Key secessionist leader shot, critical

December 04, 2009 07:24 pm | Updated November 17, 2021 07:05 am IST - JAMMU/NEW DELHI

A scene outside the operation theatre at a local hospital, where Hurriyat leader Fazal Haq Qureshi is being treated, in Srinagar on Friday.

A scene outside the operation theatre at a local hospital, where Hurriyat leader Fazal Haq Qureshi is being treated, in Srinagar on Friday.

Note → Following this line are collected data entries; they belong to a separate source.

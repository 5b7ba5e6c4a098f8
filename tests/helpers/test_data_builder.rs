// ==========================================
// 测试数据构建器 - 用于集成测试
// ==========================================

use costing_engine::domain::{CatalogItem, WorkbookLine, WorkbookParams};
use rust_decimal::Decimal;
use std::str::FromStr;

/// 文本转 Decimal（测试数据书写方便）
pub fn dec(value: &str) -> Decimal {
    Decimal::from_str(value).unwrap()
}

// ==========================================
// CatalogItem 构建器
// ==========================================

pub struct CatalogItemBuilder {
    id: i64,
    product: String,
    price: Decimal,
    unit: String,
}

impl CatalogItemBuilder {
    pub fn new(id: i64) -> Self {
        Self {
            id,
            product: format!("Producto {}", id),
            price: Decimal::ONE,
            unit: "kilogram".to_string(),
        }
    }

    pub fn product(mut self, product: &str) -> Self {
        self.product = product.to_string();
        self
    }

    pub fn price(mut self, price: &str) -> Self {
        self.price = dec(price);
        self
    }

    pub fn unit(mut self, unit: &str) -> Self {
        self.unit = unit.to_string();
        self
    }

    pub fn build(self) -> CatalogItem {
        CatalogItem {
            id: self.id,
            price_database_id: 1,
            external_id: None,
            product: self.product,
            price: self.price,
            unit: self.unit,
        }
    }
}

// ==========================================
// WorkbookLine 构建器
// ==========================================

pub struct LineBuilder {
    catalog_item_id: i64,
    quantity: Decimal,
    unit: String,
    additional_cost: Decimal,
}

impl LineBuilder {
    pub fn new(catalog_item_id: i64) -> Self {
        Self {
            catalog_item_id,
            quantity: Decimal::ONE,
            unit: "kilogram".to_string(),
            additional_cost: Decimal::ZERO,
        }
    }

    pub fn quantity(mut self, quantity: &str) -> Self {
        self.quantity = dec(quantity);
        self
    }

    pub fn unit(mut self, unit: &str) -> Self {
        self.unit = unit.to_string();
        self
    }

    pub fn additional(mut self, cost: &str) -> Self {
        self.additional_cost = dec(cost);
        self
    }

    pub fn build(self) -> WorkbookLine {
        WorkbookLine {
            id: None,
            catalog_item_id: self.catalog_item_id,
            quantity: self.quantity,
            unit: self.unit,
            additional_cost: self.additional_cost,
        }
    }
}

// ==========================================
// WorkbookParams 构建器（默认全部为零，产出 1 份）
// ==========================================

pub struct ParamsBuilder {
    params: WorkbookParams,
}

impl ParamsBuilder {
    pub fn new() -> Self {
        Self {
            params: WorkbookParams {
                production_units: Decimal::ONE,
                tax_percentage: Decimal::ZERO,
                profit_margin_percentage: Decimal::ZERO,
                target_sale_price: None,
                operational_cost_percentage: Decimal::ZERO,
                operational_cost_fixed: Decimal::ZERO,
            },
        }
    }

    pub fn units(mut self, units: &str) -> Self {
        self.params.production_units = dec(units);
        self
    }

    pub fn tax(mut self, tax: &str) -> Self {
        self.params.tax_percentage = dec(tax);
        self
    }

    pub fn margin(mut self, margin: &str) -> Self {
        self.params.profit_margin_percentage = dec(margin);
        self
    }

    pub fn target(mut self, target: &str) -> Self {
        self.params.target_sale_price = Some(dec(target));
        self
    }

    pub fn operational(mut self, percentage: &str, fixed: &str) -> Self {
        self.params.operational_cost_percentage = dec(percentage);
        self.params.operational_cost_fixed = dec(fixed);
        self
    }

    pub fn build(self) -> WorkbookParams {
        self.params
    }
}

Senior All Parties Hurriyat Conference leader Fazal Haq Qureshi has been critically injured in a Friday evening assassination attempt, evidently intended to disrupt ongoing covert negotiations between the Government of India and secessionist groups in Jammu and Kashmir.

The 65-year-old secessionist leader was shot at point-blank range while returning home from a local mosque after prayers, and is battling for his life at Srinagar’s Sher-i-Kashmir Institute of Medical Sciences.

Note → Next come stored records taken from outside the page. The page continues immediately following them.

impl TenantSettings {
    /// Full URL of one backend operation
    pub fn endpoint(&self, operation: &str) -> String {
        format!("{}/{}", self.api_url.trim_end_matches('/'), operation)
    }
}

fn env_parse<T: std::str::FromStr>(name: &str, default: T) -> T {
    std::env::var(name)
        .ok()
        .and_then(|s| s.parse().ok())
        .unwrap_or(default)
}

fn env_string(name: &str, default: &str) -> String {
    std::env::var(name).unwrap_or_else(|_| default.to_string())
}

impl Config {
    /// Load configuration from environment and defaults
    pub fn load() -> anyhow::Result<Self> {
        dotenvy::dotenv().ok();

        let config = Config {
            store: StoreConfig {
                path: env_string("BRIDGE_STORE_PATH", DEFAULT_STORE_PATH),
            },
            cdr: DrainConfig {
                tick_secs: env_parse("BRIDGE_CDR_TICK_SECS", DEFAULT_CDR_TICK_SECS),
                batch_max: env_parse("BRIDGE_CDR_BATCH_MAX", DEFAULT_CDR_BATCH_MAX),
                senders: env_parse("BRIDGE_CDR_SENDERS", DEFAULT_CDR_SENDERS),
            },
            recording: DrainConfig {
                tick_secs: env_parse("BRIDGE_RECORDING_TICK_SECS", DEFAULT_RECORDING_TICK_SECS),
                batch_max: env_parse("BRIDGE_RECORDING_BATCH_MAX", DEFAULT_RECORDING_BATCH_MAX),
                senders: env_parse("BRIDGE_RECORDING_SENDERS", DEFAULT_RECORDING_SENDERS),
            },
            registry: RegistryConfig {
                refresh_interval_secs: env_parse(
                    "BRIDGE_REGISTRY_REFRESH_SECS",
                    DEFAULT_REGISTRY_REFRESH_SECS,
                ),
                retry_attempts: env_parse(
                    "BRIDGE_REGISTRY_RETRY_ATTEMPTS",
                    DEFAULT_REGISTRY_RETRY_ATTEMPTS,
                ),
                retry_delay_secs: env_parse(
                    "BRIDGE_REGISTRY_RETRY_DELAY_SECS",
                    DEFAULT_REGISTRY_RETRY_DELAY_SECS,
                ),
            },
            reconcile: ReconcileConfig {
                interval_secs: env_parse(
                    "BRIDGE_RECONCILE_INTERVAL_SECS",
                    DEFAULT_RECONCILE_INTERVAL_SECS,
                ),
            },
            ami: AmiConfig {
                host: env_string("AMI_HOST", DEFAULT_AMI_HOST),
                port: env_parse("AMI_PORT", DEFAULT_AMI_PORT),
                username: env_string("AMI_USERNAME", ""),
                secret: env_string("AMI_SECRET", ""),
                read_timeout_secs: env_parse("AMI_READ_TIMEOUT_SECS", DEFAULT_AMI_READ_TIMEOUT_SECS),
                home_queue_family: env_string("AMI_HOME_QUEUE_FAMILY", DEFAULT_HOME_QUEUE_FAMILY),
            },
            media: MediaConfig {
                calls_dir: PathBuf::from(env_string("CALLS_DIR", DEFAULT_CALLS_DIR)),
                storage: StorageConfig {
                    endpoint: std::env::var("S3_ENDPOINT").ok(),
                    region: env_string("S3_REGION", DEFAULT_S3_REGION),
                    bucket: env_string("S3_BUCKET", ""),
                    access_key: env_string("S3_ACCESS_KEY", ""),
                    secret_key: env_string("S3_SECRET_KEY", ""),
                    force_path_style: env_parse("S3_FORCE_PATH_STYLE", false),
                },
            },
            transport: TransportConfig {
                request_timeout_secs: env_parse(
                    "BRIDGE_REQUEST_TIMEOUT_SECS",
                    DEFAULT_REQUEST_TIMEOUT_SECS,
                ),
            },
            alert_webhook: std::env::var("BRIDGE_ALERT_WEBHOOK").ok(),
            tenants: load_tenants()?,
        };

        config.validate()?;

        Ok(config)
    }

    /// Validate configuration
    pub fn validate(&self) -> anyhow::Result<()> {
        if self.store.path.is_empty() {
            anyhow::bail!("Store path cannot be empty");
        }

        for (name, drain) in [("cdr", &self.cdr), ("recording", &self.recording)] {
            if drain.batch_max == 0 {
                anyhow::bail!("{} batch_max must be greater than 0", name);
            }
            if drain.senders == 0 {
                anyhow::bail!("{} senders must be greater than 0", name);
            }
            if drain.tick_secs == 0 {
                anyhow::bail!("{} tick_secs must be greater than 0", name);
            }
        }

        if self.registry.retry_attempts == 0 {
            anyhow::bail!("Registry retry_attempts must be greater than 0");
        }

        if self.transport.request_timeout_secs == 0 {
            anyhow::bail!("Request timeout must be greater than 0");
        }

        if self.ami.port == 0 {
            anyhow::bail!("AMI port must be greater than 0");
        }

        for (code, tenant) in &self.tenants {
            if tenant.api_url.is_empty() {
                anyhow::bail!("Tenant {} has an empty api_url", code);
            }
            if tenant.secret.is_empty() {
                anyhow::bail!("Tenant {} has an empty secret", code);
            }
        }

        if self.tenants.is_empty() {
            tracing::warn!("No tenants configured - nothing will be delivered");
        }
        if self.ami.username.is_empty() {
            tracing::warn!("AMI username not configured - queue reconciliation will fail");
        }
        if self.media.storage.bucket.is_empty() {
            tracing::warn!("S3 bucket not configured - recording uploads will fail");
        }

        Ok(())
    }
}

Mr. Qureshi is believed to have been a key player in the secret talks held between the Mirwaiz Umar Farooq-led APHC and Union Home Minister P. Chidambaram.

Early this winter, as the talks began, Mirwaiz Farooq tasked Mr. Qureshi with securing hardliner Syed Ali Shah Geelani’s support for the dialogue.

In October, at a conference organised by the Centre for Dialogue and Reconciliation, Mr. Qureshi also offered to engage pro-India formations like the National Conference and the People’s Democratic Party.

The Srinagar-based Kashmir News Service said a spokesman for the al-Nasireen group claimed that it had carried out the attack as Mr. Qureshi was playing an important role in dialogue with New Delhi.

Believed to be a name used to designate joint operations by the Pakistan-based Hizb ul-Mujahideen and the Lashkar-e-Taiba, the al-Nasireen had claimed responsibility for several bombings and suicide squad attacks — as well as the 2003 assassination of the pro-dialogue Hizb ul-Mujahideen commander, Abdul Majid Dar.

Dar, who helped to co-found the Hizb ul-Mujahideen along with Mr. Qureshi, initiated a 12-day unilateral ceasefire with the Government of India in 2000. Mr. Qureshi played a key role in brokering the ceasefire, along with Hurriyat leader Abdul Gani Lone, who was assassinated in 2002.

Intelligence sources in New Delhi told The Hindu that there was credible information that the assassination bid was carried out by a Srinagar-based Hizb ul-Mujahideen cell, which is also thought to have been involved in the targeted killings of police personnel in the city earlier this year.

In a November 26 interview, Hizb ul-Mujahideen chief Mohammad Yusuf Shah attacked Mr. Chidambaram’s efforts to bring about a dialogue between New Delhi and the APHC as “a ploy by India to create fissures in separatist ranks.”